O estopim foram os Jogos Olímpicos de 2016. Mas fazia tempo que a Cidade Maravilhosa dava sinais de que precisava tornar suas ruas mais amistosas ao pedestre. A transformação, ainda em curso, iniciou no coração da cidade: a praça Mauá, localizada na zona portuária. Com a demolição do elevado da Perimetral, que ligava as zonas sul e norte, a região renasceu com um novo perfil, voltado especialmente para as artes. O batismo do projeto não poderia ser mais conveniente: Porto Maravilha.

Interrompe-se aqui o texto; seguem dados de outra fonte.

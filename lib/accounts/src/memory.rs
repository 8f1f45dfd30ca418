//! In-memory stores for tests and local development.
//!
//! Each store guards its map with a single mutex, so the uniqueness checks
//! in `insert` are atomic like a database unique index.

use std::collections::HashMap;

use async_trait::async_trait;
use chrono::Utc;
use gatehouse_core::UserId;
use tokio::sync::Mutex;

use crate::error::StoreError;
use crate::provider::Provider;
use crate::session::{Session, SessionId};
use crate::store::{Inserted, SessionStore, UserStore};
use crate::user::User;

/// In-memory [`UserStore`].
#[derive(Debug, Default)]
pub struct MemoryUserStore {
    users: Mutex<HashMap<UserId, User>>,
}

impl MemoryUserStore {
    #[must_use]
    pub fn new() -> Self {
        Self::default()
    }

    /// Number of stored accounts.
    pub async fn len(&self) -> usize {
        self.users.lock().await.len()
    }

    /// Returns true when no accounts are stored.
    pub async fn is_empty(&self) -> bool {
        self.users.lock().await.is_empty()
    }
}

#[async_trait]
impl UserStore for MemoryUserStore {
    async fn find_by_id(&self, id: UserId) -> Result<Option<User>, StoreError> {
        Ok(self.users.lock().await.get(&id).cloned())
    }

    async fn find_by_provider_uid(
        &self,
        provider: Provider,
        uid: Option<&str>,
    ) -> Result<Option<User>, StoreError> {
        Ok(self
            .users
            .lock()
            .await
            .values()
            .find(|user| user.matches_identity(provider, uid))
            .cloned())
    }

    async fn find_by_email(&self, email: &str) -> Result<Option<User>, StoreError> {
        Ok(self
            .users
            .lock()
            .await
            .values()
            .find(|user| user.email() == email)
            .cloned())
    }

    async fn find_by_reset_token(&self, token_digest: &str) -> Result<Option<User>, StoreError> {
        Ok(self
            .users
            .lock()
            .await
            .values()
            .find(|user| {
                user.password_reset()
                    .is_some_and(|reset| reset.token_digest == token_digest)
            })
            .cloned())
    }

    async fn insert(&self, user: &User) -> Result<Inserted, StoreError> {
        let mut users = self.users.lock().await;

        if let Some(provider) = user.provider()
            && users
                .values()
                .any(|existing| existing.matches_identity(provider, user.uid()))
        {
            return Ok(Inserted::ProviderConflict);
        }
        if users.values().any(|existing| existing.email() == user.email()) {
            return Err(StoreError::EmailTaken);
        }

        users.insert(user.id(), user.clone());
        Ok(Inserted::Created)
    }

    async fn update(&self, user: &User) -> Result<(), StoreError> {
        let mut users = self.users.lock().await;

        if !users.contains_key(&user.id()) {
            return Err(StoreError::NotFound);
        }
        if users
            .values()
            .any(|existing| existing.id() != user.id() && existing.email() == user.email())
        {
            return Err(StoreError::EmailTaken);
        }

        users.insert(user.id(), user.clone());
        Ok(())
    }
}

/// In-memory [`SessionStore`].
#[derive(Debug, Default)]
pub struct MemorySessionStore {
    sessions: Mutex<HashMap<SessionId, Session>>,
}

impl MemorySessionStore {
    #[must_use]
    pub fn new() -> Self {
        Self::default()
    }

    /// Number of stored sessions, expired ones included.
    pub async fn len(&self) -> usize {
        self.sessions.lock().await.len()
    }

    /// Returns true when no sessions are stored.
    pub async fn is_empty(&self) -> bool {
        self.sessions.lock().await.is_empty()
    }
}

#[async_trait]
impl SessionStore for MemorySessionStore {
    async fn create(&self, session: &Session) -> Result<(), StoreError> {
        self.sessions
            .lock()
            .await
            .insert(session.id().clone(), session.clone());
        Ok(())
    }

    async fn find(&self, id: &SessionId) -> Result<Option<Session>, StoreError> {
        Ok(self.sessions.lock().await.get(id).cloned())
    }

    async fn delete(&self, id: &SessionId) -> Result<(), StoreError> {
        self.sessions.lock().await.remove(id);
        Ok(())
    }

    async fn delete_for_user(&self, user_id: UserId) -> Result<u64, StoreError> {
        let mut sessions = self.sessions.lock().await;
        let before = sessions.len();
        sessions.retain(|_, session| session.user_id() != user_id);
        Ok((before - sessions.len()) as u64)
    }

    async fn delete_expired(&self) -> Result<u64, StoreError> {
        let now = Utc::now();
        let mut sessions = self.sessions.lock().await;
        let before = sessions.len();
        sessions.retain(|_, session| session.expires_at() > now);
        Ok((before - sessions.len()) as u64)
    }
}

O primeiro novo cartão-postal da região foi o MAR, Museu de Arte do Rio. Aberto ao público em 2013, o espaço se integra totalmente à história e ao clima de veraneio da cidade, a começar pela cobertura de concreto no teto da fachada, que remete a uma onda. Do terraço avista-se o Píer Mauá, com o prédio modernista do Museu do Amanhã debruçado sobre a Baía de Guanabara. Ambientado em 15 mil metros quadrados, o espaço se dedica às ciências e à diversidade da vida na Terra. Detalhe: planejada pelo arquiteto espanhol Santiago Calatrava, a construção é sustentável, com captação de energia solar e reutilização da água do ar-condicionado.

Menos de dois meses antes do início dos Jogos Olímpicos, o Rio inaugurou a primeira etapa do VLT Carioca, sigla para Veículo Leve Sobre Trilhos. Moderníssimo e silencioso, o trem conecta o Porto Maravilha à rodoviária, ao aeroporto Santos Dumont, às barcas da Praça XV e aos trens e metrôs da Central do Brasil. O projeto tem previsão de ser concluído em 2017, com 31 paradas entre os itinerários e 28 quilômetros de trilhos. O objetivo é, com ele, retirar pelo menos 15% dos carros em circulação na região central. Em visão do futuro, as linhas preveem transportar  aproximadamente 300 mil passageiros por dia. Nesse labiríntico centro carioca, o VLT e os novos monumentos se erguem como símbolos a serem apreciadas por todo o brasileiro.

Afinal, goste-se ou não, o Rio sintetiza um pouco da alma nacional, da gênese que se exporta aos olhos do mundo, do modus vivendi do qual podemos ter orgulho. Afinal, toda essa renovação também deveria fazer sentido à nossa auto-estima.